La riforma può dunque essere concepita come un richiamo, l’ennesimo, a una maggiore responsabilità da parte della nostra classe dirigente, affinché promuova politiche per la crescita e il risanamento dei conti pubblici. Dimostrare che questo è possibile è fondamentale, se davvero vogliamo una maggiore condivisione dei rischi all’interno dell’eurozona. Senza comportamenti responsabili e condivisi, il rischio di azzardo morale rappresenta comprensibilmente un ostacolo a una maggiore integrazione per alcuni stati membri, che temono di dover pagare il conto dell’irresponsabilità di paesi come l’Italia.

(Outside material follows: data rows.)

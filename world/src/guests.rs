//! Guest state machine: arrival, room selection, stays, reviews and departure.

use std::collections::{BTreeMap, VecDeque};

use rand::{seq::SliceRandom, Rng};
use rand_chacha::ChaCha8Rng;
use sinking_hotel_core::{
    Event, GuestActivity, GuestId, GuestProfile, GuestRoute, GuestSnapshot, GuestTuning,
    LuxuryMultiplier, NeedType, Position, RoomId, TileOffset,
};
use tracing::{debug, trace};

use crate::{
    economy::HotelEconomy,
    navigation::{shortest_path, ShapeGraphCache},
    rooms::{HotelRoom, SinkNotice},
};

const MAX_NEEDS: usize = 2;
const WAITING_PENALTY_SHARE: f32 = 0.1;
const WRONG_LUXURY_PENALTY_SHARE: f32 = 0.2;
const UNMET_NEED_SHARE: f32 = 0.7;
const HALF_MET_NEED_SHARE: f32 = 0.4;

#[derive(Clone, Copy, Debug, PartialEq)]
struct NeedState {
    remaining: f32,
    allotted: f32,
}

/// Mutable world state a guest reads and writes while it advances.
pub(crate) struct GuestContext<'a> {
    pub(crate) rooms: &'a mut [HotelRoom],
    pub(crate) economy: &'a mut HotelEconomy,
    pub(crate) graphs: &'a mut ShapeGraphCache,
    pub(crate) rng: &'a mut ChaCha8Rng,
    pub(crate) tuning: &'a GuestTuning,
    pub(crate) out: &'a mut Vec<Event>,
}

/// What the owner must do with the guest after it advanced.
#[derive(Clone, Copy, Debug, PartialEq, Eq)]
pub(crate) enum GuestStep {
    Stay,
    Despawn,
}

#[derive(Debug)]
pub(crate) struct Guest {
    id: GuestId,
    activity: GuestActivity,
    luxury: LuxuryMultiplier,
    route: GuestRoute,
    position: Position,
    waypoints: VecDeque<Position>,
    room: Option<RoomId>,
    tile: TileOffset,
    path: VecDeque<TileOffset>,
    needs: BTreeMap<NeedType, NeedState>,
    budget: f32,
    vacation_time_total: f32,
    vacation_time_left: f32,
    waiting_time: f32,
    wrong_luxury_time: f32,
    search_cooldown: f32,
    wander_cooldown: f32,
}

impl Guest {
    /// Creates a guest at the spawn point, walking towards the entrance.
    ///
    /// Need durations are scaled by the guest's luxury tier; the budget and
    /// vacation time derive from the scaled total.
    pub(crate) fn spawn(
        id: GuestId,
        profile: &GuestProfile,
        route: GuestRoute,
        rent_per_second: f32,
        tuning: &GuestTuning,
    ) -> Self {
        let luxury = profile.luxury;
        let mut needs = BTreeMap::new();
        for allotment in &profile.needs {
            if needs.len() == MAX_NEEDS {
                break;
            }
            if needs.contains_key(&allotment.need) {
                continue;
            }
            let scaled = allotment.duration_secs.max(0.0) * luxury.factor();
            if scaled > 0.0 {
                let _ = needs.insert(
                    allotment.need,
                    NeedState {
                        remaining: scaled,
                        allotted: scaled,
                    },
                );
            }
        }

        let total: f32 = needs.values().map(|state| state.allotted).sum();
        let vacation_time = total * tuning.vacation_time_factor;

        Self {
            id,
            activity: GuestActivity::Arriving,
            luxury,
            route,
            position: route.spawn,
            waypoints: VecDeque::from([route.entrance]),
            room: None,
            tile: TileOffset::new(0, 0),
            path: VecDeque::new(),
            needs,
            budget: total * rent_per_second * luxury.factor(),
            vacation_time_total: vacation_time,
            vacation_time_left: vacation_time,
            waiting_time: 0.0,
            wrong_luxury_time: 0.0,
            search_cooldown: 0.0,
            wander_cooldown: tuning.wander_interval_secs,
        }
    }

    pub(crate) fn id(&self) -> GuestId {
        self.id
    }

    /// Runs one tick of the state machine.
    pub(crate) fn advance(&mut self, dt: f32, ctx: &mut GuestContext<'_>) -> GuestStep {
        if self.activity != GuestActivity::Arriving {
            self.vacation_time_left = (self.vacation_time_left - dt).max(0.0);
        }

        match self.activity {
            GuestActivity::Arriving => {
                if self.walk(dt, ctx.tuning) {
                    self.activity = GuestActivity::Waiting;
                }
            }
            GuestActivity::Waiting => self.wait(dt, ctx),
            GuestActivity::Enjoying => self.enjoy(dt, ctx),
            GuestActivity::Leaving => {
                if self.walk(dt, ctx.tuning) {
                    return GuestStep::Despawn;
                }
            }
        }
        GuestStep::Stay
    }

    /// Abandons the stay: outstanding needs are dropped before the review.
    pub(crate) fn force_leave(&mut self, ctx: &mut GuestContext<'_>) {
        if self.activity == GuestActivity::Leaving {
            return;
        }
        self.needs.clear();
        self.begin_leaving(ctx);
    }

    /// Leaves the current room without a review, used when the guest is removed.
    pub(crate) fn detach(&mut self, rooms: &mut [HotelRoom]) {
        if let Some(room_id) = self.room.take() {
            if let Some(room) = rooms.iter_mut().find(|room| room.id() == room_id) {
                room.check_out(self.id);
            }
        }
        self.path.clear();
    }

    /// Reacts to the current room sinking by one row.
    ///
    /// Returns `true` when the room went under and the guest must be destroyed.
    pub(crate) fn on_sink(&mut self, notice: SinkNotice) -> bool {
        if notice.sunk {
            return true;
        }
        self.position = self.position.lowered(1.0);
        for waypoint in &mut self.waypoints {
            *waypoint = waypoint.lowered(1.0);
        }
        false
    }

    pub(crate) fn snapshot(&self) -> GuestSnapshot {
        GuestSnapshot {
            id: self.id,
            activity: self.activity,
            position: self.position,
            room: self.room,
            luxury: self.luxury,
            budget: self.budget,
            vacation_time_left: self.vacation_time_left,
            needs: self
                .needs
                .iter()
                .map(|(need, state)| (*need, state.remaining))
                .collect(),
        }
    }

    /// Moves towards the next waypoint; returns `true` once none remain.
    fn walk(&mut self, dt: f32, tuning: &GuestTuning) -> bool {
        if let Some(&target) = self.waypoints.front() {
            if self.position.distance(target) > tuning.min_target_distance {
                self.position = self.position.step_towards(target, tuning.walk_speed * dt);
            }
            if self.position.distance(target) <= tuning.min_target_distance {
                let _ = self.waypoints.pop_front();
            }
        }
        self.waypoints.is_empty()
    }

    fn wait(&mut self, dt: f32, ctx: &mut GuestContext<'_>) {
        self.waiting_time += dt;

        if self.needs.is_empty() || self.budget <= 0.0 || self.vacation_time_left <= 0.0 {
            self.begin_leaving(ctx);
            return;
        }

        self.search_cooldown = (self.search_cooldown - dt).max(0.0);
        if self.search_cooldown > 0.0 {
            return;
        }

        match self.select_room(ctx.rooms, ctx.rng) {
            Some(index) => self.change_room(index, ctx),
            None => {
                trace!(guest = self.id.get(), "no room available");
                self.search_cooldown = ctx.tuning.room_search_cooldown_secs;
            }
        }
    }

    /// Picks a room serving an outstanding need, preferring the guest's luxury tier.
    fn select_room(&self, rooms: &[HotelRoom], rng: &mut ChaCha8Rng) -> Option<usize> {
        let candidates: Vec<usize> = rooms
            .iter()
            .enumerate()
            .filter(|(_, room)| {
                !room.is_flooded()
                    && !room.is_sunk()
                    && Some(room.id()) != self.room
                    && !room.at_capacity()
                    && self.needs.keys().any(|need| room.satisfies(*need))
            })
            .map(|(index, _)| index)
            .collect();

        let preferred: Vec<usize> = candidates
            .iter()
            .copied()
            .filter(|&index| rooms[index].luxury() == self.luxury)
            .collect();

        let pool = if preferred.is_empty() {
            &candidates
        } else {
            &preferred
        };
        pool.choose(rng).copied()
    }

    fn change_room(&mut self, index: usize, ctx: &mut GuestContext<'_>) {
        if let Some(previous) = self.room {
            if let Some(room) = ctx.rooms.iter_mut().find(|room| room.id() == previous) {
                room.check_out(self.id);
            }
        }

        let room = &mut ctx.rooms[index];
        room.check_in(self.id);
        self.room = Some(room.id());
        self.tile = room.door_offset();
        self.position = room.tile_position(self.tile);
        self.path.clear();
        self.waypoints.clear();
        self.activity = GuestActivity::Enjoying;
        self.wander_cooldown = ctx.tuning.wander_interval_secs;

        debug!(guest = self.id.get(), room = room.id().get(), "guest entered room");
        ctx.out.push(Event::GuestEnteredRoom {
            guest: self.id,
            room: room.id(),
        });
    }

    fn enjoy(&mut self, dt: f32, ctx: &mut GuestContext<'_>) {
        let Some(index) = self
            .room
            .and_then(|id| ctx.rooms.iter().position(|room| room.id() == id))
        else {
            self.room = None;
            self.path.clear();
            self.activity = GuestActivity::Waiting;
            return;
        };
        let room = &ctx.rooms[index];

        let served = self
            .needs
            .keys()
            .filter(|need| room.satisfies(**need))
            .count();

        if served == 0 || self.budget <= 0.0 || self.vacation_time_left <= 0.0 {
            let door = room.door_offset();
            if self.tile != door || !self.path.is_empty() {
                if self.path.is_empty() {
                    let graph = ctx.graphs.graph_for(room.offsets());
                    self.path = shortest_path(&graph, self.tile, door)
                        .into_iter()
                        .skip(1)
                        .collect();
                }
                self.follow_path(dt, room, ctx.tuning);
                return;
            }

            if !self.needs.is_empty() && self.budget > 0.0 && self.vacation_time_left > 0.0 {
                self.activity = GuestActivity::Waiting;
                self.search_cooldown = 0.0;
            } else {
                self.begin_leaving(ctx);
            }
            return;
        }

        let template = room.template();
        let rent = (ctx.economy.rent_per_second()
            * template.rent_multiplier
            * room.luxury().factor()
            * served as f32
            * dt)
            .clamp(0.0, self.budget);
        self.budget -= rent;
        ctx.economy.deposit(rent, ctx.out);

        let drain = dt * template.fulfilling_rate;
        self.needs.retain(|need, state| {
            if room.satisfies(*need) {
                state.remaining -= drain;
            }
            state.remaining > 0.0
        });

        if room.luxury() != self.luxury {
            self.wrong_luxury_time += dt;
        }

        if self.path.is_empty() {
            self.wander_cooldown -= dt;
            if self.wander_cooldown <= 0.0 {
                self.wander_cooldown = ctx.tuning.wander_interval_secs;
                let chance = ctx.tuning.wander_chance;
                if chance > 0.0 && ctx.rng.gen_bool(chance.min(1.0)) {
                    let graph = ctx.graphs.graph_for(room.offsets());
                    if let Some(&next) = graph.neighbors(self.tile).choose(ctx.rng) {
                        self.path.push_back(next);
                    }
                }
            }
        }
        self.follow_path(dt, room, ctx.tuning);
    }

    fn follow_path(&mut self, dt: f32, room: &HotelRoom, tuning: &GuestTuning) {
        let Some(&next) = self.path.front() else {
            return;
        };
        let target = room.tile_position(next);
        self.position = self.position.step_towards(target, tuning.walk_speed * dt);
        if self.position.distance(target) <= tuning.min_target_distance {
            self.tile = next;
            let _ = self.path.pop_front();
        }
    }

    fn begin_leaving(&mut self, ctx: &mut GuestContext<'_>) {
        if self.activity == GuestActivity::Leaving {
            return;
        }

        let score = self.review_score(ctx.economy.max_rating());
        let score = ctx.economy.post_review(score, ctx.out);
        debug!(guest = self.id.get(), score, "guest leaving");
        ctx.out.push(Event::GuestLeaving { guest: self.id });
        ctx.out.push(Event::ReviewPosted {
            guest: self.id,
            score,
        });

        self.detach(ctx.rooms);
        self.activity = GuestActivity::Leaving;
        self.waypoints = VecDeque::from([self.route.exit, self.route.despawn]);
    }

    /// Scores the stay from the maximum rating down, never below one.
    fn review_score(&self, max_rating: u32) -> u32 {
        let mut penalty = 0_u32;
        if self.waiting_time > WAITING_PENALTY_SHARE * self.vacation_time_total {
            penalty += 1;
        }
        for state in self.needs.values() {
            if state.remaining > UNMET_NEED_SHARE * state.allotted {
                penalty += 1;
            }
            if state.remaining > HALF_MET_NEED_SHARE * state.allotted {
                penalty += 1;
            }
        }
        if self.wrong_luxury_time > WRONG_LUXURY_PENALTY_SHARE * self.vacation_time_total {
            penalty += 1;
        }
        max_rating.saturating_sub(penalty).clamp(1, max_rating.max(1))
    }
}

Insomma, il dibattito sulla riforma ha sottolineato ancora una volta la fragilità delle finanze pubbliche italiane e, soprattutto, il fatto che in tutti questi anni non sia stato fatto quasi nulla di significativo per risolvere questa situazione. Un giudizio oggettivo della riforma non può ignorare il fatto che questo comporti dei potenziali rischi per l’Italia, ma allo stesso tempo deve riconoscere che tanto l’origine di tali rischi quanto la possibilità di mitigarli, adottando misure che rendano il nostro debito più sostenibile, sono in capo al nostro paese e alla nostra classe politica.
Inoltre, un serio sforzo per ridurre il peso del nostro debito favorirebbe nuovi accordi di condivisione dei rischi all’interno dell’eurozona, e la riforma stessa si propone di limitare il pericolo di azzardo morale che al momento trattiene diversi stati membri dal promuovere una maggiore integrazione europea.
La riforma è poi il frutto di un negoziato e, come in tutti i compromessi, non è possibile pensare di ricevere senza dare. L’introduzione del backstop all’Srf rappresenta, per esempio, un’importante conquista per l’Italia, e il Mes stesso è uno strumento di emergenza fondamentale senza il quale la probabilità di una ristrutturazione del debito per l’Italia si alzerebbe notevolmente.
In questo contesto, il rifiuto di una ratifica delle modifiche proposte, porterebbe l’Italia a essere isolata in Europa e ulteriormente esposta a rischi di crisi. Infine, il giudizio sulla singola riforma del Mes non può prescindere dalla valutazione complessiva delle modifiche alla governance europea che vedranno la luce nel prossimo futuro, di cui questa riforma è solo un tassello.
È bene quindi adottare una logica di pacchetto, di cui dovrebbero far parte ad esempio la garanzia unica sui depositi bancari, e su cui l’Italia dovrebbe impegnare le sue energie.